Indian Constitution Day takes place every year on November 26, celebrating the day the Indian Constitution was established in 1949. Nationwide festivities, including parties in which the preamble is read, occur on this day in India, and some celebrations occur amongst Indian communities across America. The holiday is a commemorative reminder of the day India gained independence from the British, and marks a massive moment in the country’s history. 

In 2015, the 125th birth year of B.R. Ambedkar, known as the father of the Indian Constitution, was celebrated with year-wide festivities and celebrations. This year, the preamble to the Indian Constitution was read aloud by government officials and state judges, including Narendra Modi, India’s Prime Minister.

A soldier and a trained service dog salute at the memorial in CS Railway Terminus. (Photographer: Sahil Salvi)

However, with the holiday also comes tragedy. On this day in 2008, a series of terror attacks began throughout Mumbai, India, and lasted three days. It started as a group of heavily armed gunmen docked at a harbor in Mumbai, killed several yard workers, and scattered to numerous locations around the city. Using rifles and explosives, they attacked the Chhatrapati Shivaji Railway Terminus, where they killed 58 people and injured more than 100, before moving to Cama Hospital, where they continued their rampages, killing four. As a gunfight with police ensued, another group attacked Mumbai’s iconic Taj Mahal Palace Hotel, a 120-year-old official Heritage Site of India. As the siege began, multiple taxis rigged with bombs exploded in several locations, causing further casualties, and a barrage of gunfire was unleashed on the Leopold Cafe, where 10 people were killed and many wounded. Two more groups of terrorists took hostages, detonated grenades, and lit fires at the Oberoi Trident Hotel and Nariman House.
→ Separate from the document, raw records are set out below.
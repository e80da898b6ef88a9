//! Bridge configuration
//!
//! Loaded from an optional TOML file, then overridden by `MATLAB_MCP_*`
//! environment variables. Every field has a default, so an empty file (or no
//! file) yields a working configuration for a `matlab` on `PATH`.

use std::path::{Path, PathBuf};

use anyhow::Context;
use serde::{Deserialize, Serialize};

/// Top-level configuration.
#[derive(Debug, Clone, PartialEq, Serialize, Deserialize)]
pub struct BridgeConfig {
    /// Interpreter process settings.
    #[serde(default)]
    pub engine: EngineConfig,
    /// Scratch script settings.
    #[serde(default)]
    pub scratch: ScratchConfig,
    /// `tracing` filter directive used when `RUST_LOG` is unset.
    #[serde(default = "default_log_filter")]
    pub log_filter: String,
}

/// How to start the interpreter.
#[derive(Debug, Clone, PartialEq, Serialize, Deserialize)]
pub struct EngineConfig {
    /// Executable to run (e.g. "matlab", "octave-cli").
    #[serde(default = "default_executable")]
    pub executable: String,
    /// Command-line arguments.
    #[serde(default = "default_engine_args")]
    pub args: Vec<String>,
    /// Working directory of the interpreter; inherited when absent.
    #[serde(default)]
    pub working_directory: Option<PathBuf>,
    /// Prompt the interpreter prints before reading a command.
    #[serde(default = "default_prompt")]
    pub prompt: String,
}

/// Where and how scratch scripts are written.
#[derive(Debug, Clone, PartialEq, Serialize, Deserialize)]
pub struct ScratchConfig {
    /// Directory for scratch scripts; the system temp dir when absent.
    #[serde(default)]
    pub directory: Option<PathBuf>,
    /// File name prefix. Script names must be valid identifiers.
    #[serde(default = "default_scratch_prefix")]
    pub prefix: String,
    /// Script extension without the dot.
    #[serde(default = "default_scratch_extension")]
    pub extension: String,
}

fn default_log_filter() -> String {
    "info".to_string()
}

fn default_executable() -> String {
    "matlab".to_string()
}

fn default_engine_args() -> Vec<String> {
    vec![
        "-nodesktop".to_string(),
        "-nosplash".to_string(),
        "-nodisplay".to_string(),
    ]
}

fn default_prompt() -> String {
    ">> ".to_string()
}

fn default_scratch_prefix() -> String {
    "mcp_bridge_".to_string()
}

fn default_scratch_extension() -> String {
    "m".to_string()
}

impl Default for BridgeConfig {
    fn default() -> Self {
        Self {
            engine: EngineConfig::default(),
            scratch: ScratchConfig::default(),
            log_filter: default_log_filter(),
        }
    }
}

impl Default for EngineConfig {
    fn default() -> Self {
        Self {
            executable: default_executable(),
            args: default_engine_args(),
            working_directory: None,
            prompt: default_prompt(),
        }
    }
}

impl Default for ScratchConfig {
    fn default() -> Self {
        Self {
            directory: None,
            prefix: default_scratch_prefix(),
            extension: default_scratch_extension(),
        }
    }
}

impl ScratchConfig {
    /// Directory scratch scripts are created in.
    pub fn resolved_directory(&self) -> PathBuf {
        self.directory.clone().unwrap_or_else(std::env::temp_dir)
    }
}

impl BridgeConfig {
    /// Load from `path` if given, then apply environment overrides and
    /// validate.
    pub fn load(path: Option<&Path>) -> anyhow::Result<Self> {
        let mut config = match path {
            Some(path) => {
                let content = std::fs::read_to_string(path)
                    .with_context(|| format!("failed to read config file {}", path.display()))?;
                Self::from_toml(&content)
                    .with_context(|| format!("invalid config file {}", path.display()))?
            }
            None => Self::default(),
        };
        config.apply_env_overrides();
        config.validate()?;
        Ok(config)
    }

    pub fn from_toml(content: &str) -> anyhow::Result<Self> {
        Ok(toml::from_str(content)?)
    }

    /// Apply `MATLAB_MCP_*` environment variables on top of the current
    /// values.
    pub fn apply_env_overrides(&mut self) {
        if let Ok(executable) = std::env::var("MATLAB_MCP_EXECUTABLE") {
            self.engine.executable = executable;
        }
        if let Ok(args) = std::env::var("MATLAB_MCP_ARGS") {
            self.engine.args = args.split_whitespace().map(str::to_string).collect();
        }
        if let Ok(dir) = std::env::var("MATLAB_MCP_WORKDIR") {
            self.engine.working_directory = Some(PathBuf::from(dir));
        }
        if let Ok(dir) = std::env::var("MATLAB_MCP_SCRATCH_DIR") {
            self.scratch.directory = Some(PathBuf::from(dir));
        }
        if let Ok(filter) = std::env::var("MATLAB_MCP_LOG") {
            self.log_filter = filter;
        }
    }

    pub fn validate(&self) -> anyhow::Result<()> {
        if self.engine.executable.trim().is_empty() {
            anyhow::bail!("engine.executable must not be empty");
        }

        // The interpreter refuses to run scripts whose names are not identifiers.
        let mut prefix = self.scratch.prefix.chars();
        let starts_with_letter = prefix.next().is_some_and(|c| c.is_ascii_alphabetic());
        if !starts_with_letter || !prefix.all(|c| c.is_ascii_alphanumeric() || c == '_') {
            anyhow::bail!(
                "scratch.prefix '{}' must start with a letter and contain only letters, digits and '_'",
                self.scratch.prefix
            );
        }

        let extension = &self.scratch.extension;
        if extension.is_empty() || extension.contains('.') {
            anyhow::bail!(
                "scratch.extension '{}' must be non-empty and given without a dot",
                extension
            );
        }

        if let Some(dir) = &self.engine.working_directory {
            if !dir.is_dir() {
                anyhow::bail!(
                    "engine.working_directory {} is not a directory",
                    dir.display()
                );
            }
        }

        Ok(())
    }
}
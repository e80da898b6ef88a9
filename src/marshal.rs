//! Conversion of session values into the JSON-safe value model.

use serde::ser::{Error as _, SerializeSeq};
use serde::{Serialize, Serializer};
use tracing::warn;

use crate::session::NativeValue;

/// Sentinel prefix for values with no usable representation.
pub const UNSUPPORTED_PREFIX: &str = "Unserializable MATLAB type";

/// Restricted value model returned to callers.
///
/// Serialization fails for non-finite numbers instead of silently writing
/// `null`, so a successful encode means the payload is parseable JSON.
#[derive(Debug, Clone, PartialEq)]
pub enum JsonValue {
    Number(f64),
    Bool(bool),
    String(String),
    List(Vec<JsonValue>),
}

impl Serialize for JsonValue {
    fn serialize<S: Serializer>(&self, serializer: S) -> Result<S::Ok, S::Error> {
        match self {
            JsonValue::Number(n) if !n.is_finite() => Err(S::Error::custom(format!(
                "non-finite number {} has no JSON representation",
                n
            ))),
            JsonValue::Number(n) => serializer.serialize_f64(*n),
            JsonValue::Bool(b) => serializer.serialize_bool(*b),
            JsonValue::String(s) => serializer.serialize_str(s),
            JsonValue::List(items) => {
                let mut seq = serializer.serialize_seq(Some(items.len()))?;
                for item in items {
                    seq.serialize_element(item)?;
                }
                seq.end()
            }
        }
    }
}

/// How a native value will be represented.
enum Form<'a> {
    Number(f64),
    Bool(bool),
    Text(&'a str),
    Numbers { shape: Vec<usize>, data: &'a [f64] },
    Bools { shape: Vec<usize>, data: &'a [bool] },
    Unsupported {
        type_tag: &'a str,
        display: Option<&'a str>,
    },
}

fn classify(value: &NativeValue) -> Form<'_> {
    match value {
        NativeValue::Scalar(n) => Form::Number(*n),
        NativeValue::Boolean(b) => Form::Bool(*b),
        NativeValue::Text(s) => Form::Text(s),
        NativeValue::NumericArray { shape, data } => match squeeze(shape, data.len()) {
            Some(shape) if shape.is_empty() => Form::Number(data[0]),
            Some(shape) => Form::Numbers { shape, data },
            None => Form::Unsupported {
                type_tag: value.type_name(),
                display: None,
            },
        },
        NativeValue::BooleanArray { shape, data } => match squeeze(shape, data.len()) {
            Some(shape) if shape.is_empty() => Form::Bool(data[0]),
            Some(shape) => Form::Bools { shape, data },
            None => Form::Unsupported {
                type_tag: value.type_name(),
                display: None,
            },
        },
        NativeValue::Opaque { type_tag, display } => Form::Unsupported {
            type_tag,
            display: display.as_deref(),
        },
    }
}

/// Drop singleton dimensions. `None` when the element count does not match
/// the shape. An empty result means a single element.
fn squeeze(shape: &[usize], len: usize) -> Option<Vec<usize>> {
    if shape.iter().product::<usize>() != len {
        return None;
    }
    Some(shape.iter().copied().filter(|&d| d != 1).collect())
}

/// Nest row-major `data` into lists following `shape`.
fn nest<T: Copy>(shape: &[usize], data: &[T], leaf: fn(T) -> JsonValue) -> JsonValue {
    match shape.split_first() {
        None => data.first().map(|&v| leaf(v)).unwrap_or(JsonValue::List(Vec::new())),
        Some((_, [])) => JsonValue::List(data.iter().map(|&v| leaf(v)).collect()),
        Some((&outer, inner)) => {
            let stride: usize = inner.iter().product();
            if outer == 0 || stride == 0 {
                return JsonValue::List(Vec::new());
            }
            JsonValue::List(
                data.chunks(stride)
                    .map(|chunk| nest(inner, chunk, leaf))
                    .collect(),
            )
        }
    }
}

/// Convert a session value. Never fails: values without a structural
/// representation degrade to a string.
pub fn marshal(value: &NativeValue) -> JsonValue {
    match classify(value) {
        Form::Number(n) => JsonValue::Number(n),
        Form::Bool(b) => JsonValue::Bool(b),
        Form::Text(s) => JsonValue::String(s.to_string()),
        Form::Numbers { shape, data } => nest(&shape, data, JsonValue::Number),
        Form::Bools { shape, data } => nest(&shape, data, JsonValue::Bool),
        Form::Unsupported { type_tag, display } => {
            warn!(
                "Unsupported MATLAB type encountered for conversion: {}. Using string representation.",
                type_tag
            );
            match display {
                Some(text) => JsonValue::String(text.to_string()),
                None => JsonValue::String(format!("{}: {}", UNSUPPORTED_PREFIX, type_tag)),
            }
        }
    }
}
//! Line protocol spoken to a MATLAB-compatible interpreter over stdin/stdout.
//!
//! Every command is wrapped into a single-line *frame*: the body runs inside a
//! `try`/`catch`, a caught error is printed after an error marker, and an end
//! marker always closes the frame. The reader collects stdout lines until the
//! end marker and splits them into output and error text.

use std::io::BufRead;

use uuid::Uuid;

use super::{NativeValue, SessionError};

/// Workspace name that holds a caught error while a frame runs.
pub const ERROR_VAR: &str = "mcpBridgeErr";
/// Workspace name the variable probe binds its subject to.
pub const VALUE_VAR: &str = "mcpBridgeVal";

/// Sentinel lines delimiting one frame's response.
#[derive(Debug, Clone, PartialEq, Eq)]
pub struct Markers {
    pub error: String,
    pub end: String,
}

impl Markers {
    pub fn new(nonce: &str) -> Self {
        Self {
            error: format!("__MCP_BRIDGE_ERR_{}__", nonce),
            end: format!("__MCP_BRIDGE_END_{}__", nonce),
        }
    }

    /// Markers with a fresh random nonce, so user output cannot forge them.
    pub fn random() -> Self {
        Self::new(&Uuid::new_v4().simple().to_string())
    }
}

/// Decoded response of one frame.
#[derive(Debug, Clone, PartialEq, Eq)]
pub struct Response {
    pub output: String,
    pub error: Option<String>,
}

impl Response {
    pub fn into_result(self) -> Result<String, SessionError> {
        match self.error {
            Some(message) => Err(SessionError::Execution(message)),
            None => Ok(self.output),
        }
    }
}

/// Render `text` as a MATLAB char-array expression. Quotes are doubled and
/// line breaks become `char(10)` so the result fits on one line.
pub fn string_literal(text: &str) -> String {
    let normalized = text.replace("\r\n", "\n").replace('\r', "\n");
    let parts: Vec<String> = normalized
        .split('\n')
        .map(|line| format!("'{}'", line.replace('\'', "''")))
        .collect();
    if parts.len() == 1 {
        parts.into_iter().next().unwrap_or_default()
    } else {
        format!("[{}]", parts.join(" char(10) "))
    }
}

/// MATLAB variable name rule: a letter followed by letters, digits or `_`.
pub fn is_identifier(name: &str) -> bool {
    let mut chars = name.chars();
    match chars.next() {
        Some(first) if first.is_ascii_alphabetic() => {
            chars.all(|c| c.is_ascii_alphanumeric() || c == '_')
        }
        _ => false,
    }
}

/// Wrap `body` into a single-line frame. `body` must end with a statement
/// separator.
pub fn frame(body: &str, markers: &Markers) -> String {
    format!(
        "try, {body} catch {err}, fprintf('\\n%s\\n', '{err_marker}'); disp({err}.message); end, \
         clear {err} {val}; fprintf('\\n%s\\n', '{end_marker}');",
        body = body,
        err = ERROR_VAR,
        val = VALUE_VAR,
        err_marker = markers.error,
        end_marker = markers.end,
    )
}

pub fn run_script_body(path: &str) -> String {
    format!("run({});", string_literal(path))
}

pub fn eval_body(code: &str) -> String {
    format!("eval({});", string_literal(code))
}

/// `name` must already satisfy [`is_identifier`].
pub fn exists_body(name: &str) -> String {
    format!("fprintf('%d\\n', exist('{}', 'var'));", name)
}

/// Probe printing class, size, payload kind and payload of `name`.
///
/// Real 2-D numeric and logical arrays are printed in row-major order with
/// full double precision; single-row char arrays and string scalars are
/// printed verbatim; any other value is rendered with `disp`. `name` must
/// already satisfy [`is_identifier`].
pub fn probe_body(name: &str) -> String {
    let v = VALUE_VAR;
    format!(
        "{v} = {name}; fprintf('%s\\n', class({v})); fprintf('%d ', size({v})); fprintf('\\n'); \
         if (isnumeric({v}) || islogical({v})) && isreal({v}) && ndims({v}) == 2, \
         fprintf('numeric\\n'); fprintf('%.17g ', full(double(reshape({v}.', 1, [])))); fprintf('\\n'); \
         elseif ischar({v}) && size({v}, 1) <= 1, \
         fprintf('text\\n'); fprintf('%s', {v}); fprintf('\\n'); \
         elseif isstring({v}) && isscalar({v}), \
         fprintf('text\\n'); fprintf('%s', char({v})); fprintf('\\n'); \
         else, fprintf('other\\n'); disp({v}); end",
        v = v,
        name = name,
    )
}

/// Read one frame's response.
///
/// The interpreter prints `prompt` once before running the frame, so a single
/// prefix is stripped from the first line only. Later lines are kept verbatim.
pub fn read_response<R: BufRead>(
    reader: &mut R,
    markers: &Markers,
    prompt: &str,
) -> Result<Response, SessionError> {
    let mut output: Vec<String> = Vec::new();
    let mut error: Option<Vec<String>> = None;
    let mut buf = String::new();
    let mut first = true;

    loop {
        buf.clear();
        let read = reader
            .read_line(&mut buf)
            .map_err(|e| SessionError::Engine(format!("failed to read from MATLAB: {}", e)))?;
        if read == 0 {
            return Err(SessionError::Engine(
                "MATLAB process closed its output stream".to_string(),
            ));
        }

        let mut line = buf.trim_end_matches(['\n', '\r']);
        if first {
            first = false;
            if !prompt.is_empty() {
                line = line.strip_prefix(prompt).unwrap_or(line);
            }
        }
        if line == markers.end {
            break;
        }
        if line == markers.error {
            error = Some(Vec::new());
            continue;
        }
        match error.as_mut() {
            Some(lines) => lines.push(line.to_string()),
            None => output.push(line.to_string()),
        }
    }

    Ok(Response {
        output: output.join("\n"),
        error: error.map(|lines| lines.join("\n").trim().to_string()),
    })
}

/// Parse the `exist(..., 'var')` answer.
pub fn parse_exists(output: &str) -> Result<bool, SessionError> {
    match output.trim() {
        "0" => Ok(false),
        "1" => Ok(true),
        other => Err(SessionError::Engine(format!(
            "unexpected answer to existence check: {:?}",
            other
        ))),
    }
}

/// Turn probe output into a [`NativeValue`].
pub fn parse_probe(output: &str) -> Result<NativeValue, SessionError> {
    let mut lines = output.split('\n');
    let malformed = || SessionError::Engine(format!("malformed variable probe: {:?}", output));

    let class = lines.next().map(str::trim).filter(|c| !c.is_empty()).ok_or_else(malformed)?;
    let shape = lines
        .next()
        .ok_or_else(malformed)?
        .split_whitespace()
        .map(|d| d.parse::<usize>())
        .collect::<Result<Vec<_>, _>>()
        .map_err(|_| malformed())?;
    let kind = lines.next().map(str::trim).ok_or_else(malformed)?;
    let payload = lines.collect::<Vec<_>>().join("\n");

    let value = match kind {
        "numeric" => numeric_value(class, shape, &payload),
        "text" => NativeValue::Text(
            payload
                .strip_suffix('\n')
                .unwrap_or(&payload)
                .to_string(),
        ),
        "other" => opaque(class, &payload),
        _ => return Err(malformed()),
    };
    Ok(value)
}

fn numeric_value(class: &str, shape: Vec<usize>, payload: &str) -> NativeValue {
    let parsed: Result<Vec<f64>, _> = payload.split_whitespace().map(str::parse::<f64>).collect();
    let data = match parsed {
        Ok(data) if data.len() == shape.iter().product::<usize>() => data,
        _ => return opaque(class, payload),
    };

    let logical = class == "logical";
    if !shape.is_empty() && shape.iter().all(|&d| d == 1) {
        return if logical {
            NativeValue::Boolean(data[0] != 0.0)
        } else {
            NativeValue::Scalar(data[0])
        };
    }
    if logical {
        NativeValue::BooleanArray {
            shape,
            data: data.into_iter().map(|v| v != 0.0).collect(),
        }
    } else {
        NativeValue::NumericArray { shape, data }
    }
}

fn opaque(class: &str, payload: &str) -> NativeValue {
    let display = payload.trim_matches('\n');
    NativeValue::Opaque {
        type_tag: class.to_string(),
        display: (!display.trim().is_empty()).then(|| display.to_string()),
    }
}
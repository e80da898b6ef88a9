//! In-memory session used by tests and local experiments.

use std::collections::HashMap;
use std::path::{Path, PathBuf};

use parking_lot::Mutex;

use super::{NativeValue, SessionError, SessionHandle};

/// Scripted reaction of a mock session call.
#[derive(Debug, Clone)]
pub enum MockBehavior<T> {
    Return(T),
    Fail(SessionError),
    Panic(String),
}

impl<T: Clone> MockBehavior<T> {
    fn resolve(&self) -> Result<T, SessionError> {
        match self {
            MockBehavior::Return(value) => Ok(value.clone()),
            MockBehavior::Fail(err) => Err(err.clone()),
            MockBehavior::Panic(message) => panic!("{}", message),
        }
    }
}

/// A session call observed by [`MockSession`].
#[derive(Debug, Clone, PartialEq)]
pub enum MockCall {
    /// `contents` is what the script file held at call time, if readable.
    ExecuteScript {
        path: PathBuf,
        contents: Option<String>,
    },
    EvaluateCapture(String),
    WorkspaceContains(String),
    WorkspaceGet(String),
}

/// Session double with scripted responses and a call log.
pub struct MockSession {
    script: MockBehavior<()>,
    remove_script: bool,
    capture: MockBehavior<String>,
    workspace_fault: Option<SessionError>,
    variables: Mutex<HashMap<String, NativeValue>>,
    calls: Mutex<Vec<MockCall>>,
}

impl Default for MockSession {
    fn default() -> Self {
        Self::new()
    }
}

impl MockSession {
    /// A session where scripts run cleanly, capture returns an empty
    /// transcript, and the workspace is empty.
    pub fn new() -> Self {
        Self {
            script: MockBehavior::Return(()),
            remove_script: false,
            capture: MockBehavior::Return(String::new()),
            workspace_fault: None,
            variables: Mutex::new(HashMap::new()),
            calls: Mutex::new(Vec::new()),
        }
    }

    pub fn with_script(mut self, behavior: MockBehavior<()>) -> Self {
        self.script = behavior;
        self
    }

    /// Delete the script file while running it, before the bridge can.
    pub fn removing_script(mut self) -> Self {
        self.remove_script = true;
        self
    }

    pub fn with_capture(mut self, behavior: MockBehavior<String>) -> Self {
        self.capture = behavior;
        self
    }

    /// Make every workspace call fail with `err`.
    pub fn with_workspace_fault(mut self, err: SessionError) -> Self {
        self.workspace_fault = Some(err);
        self
    }

    pub fn with_variable(self, name: &str, value: NativeValue) -> Self {
        self.variables.lock().insert(name.to_string(), value);
        self
    }

    pub fn calls(&self) -> Vec<MockCall> {
        self.calls.lock().clone()
    }

    pub fn capture_calls(&self) -> usize {
        self.calls
            .lock()
            .iter()
            .filter(|c| matches!(c, MockCall::EvaluateCapture(_)))
            .count()
    }

    fn record(&self, call: MockCall) {
        self.calls.lock().push(call);
    }
}

impl SessionHandle for MockSession {
    fn execute_script(&self, path: &Path) -> Result<(), SessionError> {
        self.record(MockCall::ExecuteScript {
            path: path.to_path_buf(),
            contents: std::fs::read_to_string(path).ok(),
        });
        if self.remove_script {
            let _ = std::fs::remove_file(path);
        }
        self.script.resolve()
    }

    fn evaluate_capture(&self, code: &str) -> Result<String, SessionError> {
        self.record(MockCall::EvaluateCapture(code.to_string()));
        self.capture.resolve()
    }

    fn workspace_contains(&self, name: &str) -> Result<bool, SessionError> {
        self.record(MockCall::WorkspaceContains(name.to_string()));
        if let Some(err) = &self.workspace_fault {
            return Err(err.clone());
        }
        Ok(self.variables.lock().contains_key(name))
    }

    fn workspace_get(&self, name: &str) -> Result<NativeValue, SessionError> {
        self.record(MockCall::WorkspaceGet(name.to_string()));
        if let Some(err) = &self.workspace_fault {
            return Err(err.clone());
        }
        self.variables
            .lock()
            .get(name)
            .cloned()
            .ok_or_else(|| SessionError::Execution(format!("Undefined variable '{}'.", name)))
    }
}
Sophomore William Li spoke about the holiday, and the attacks. “I think it’s pretty important and significant to recognize, because the day the constitution was established, many new laws were created and without them, India wouldn’t be as safe,” Li said . “We need to study the attacks, maybe just briefly, like knowing the weaknesses and how they came to be, like the intelligence and the security issues to prevent things like this from happening in the future, even though there were those brave soldiers who prevented further damage.”

A man hides on the edge of a window at the Trident Hotel. (Hindustan Times)


With three hostage crises unfolding, the police and military carried out a massive siege on each of the three landmarks. Mumbai armed services and rescuers, after a days-long hostage crisis, raided and secured the Trident Hotel, where 30 people were killed. Five hours later, they secured Nariman House, where seven people were killed. The siege at the Taj Hotel lasted more than a day longer before military forces finally secured the building as it burned into the night. In total, the attacks ended up killing 175 people and injuring more than 300.



Arts and Activities Coordinator Daniel Tobis gave his thoughts on whether or not the attacks had a global impact. “I’m sure it’s important for that region, similar to how the Detroit riots of the late 60s are important here. I wouldn’t expect people in India to study the Detroit riots. I feel that it’s ok for certain things to be regional and not global,” Tobis said. “Once we start celebrating all regional events as global events, how do we pick and choose what gets celebrated and what gets left off?”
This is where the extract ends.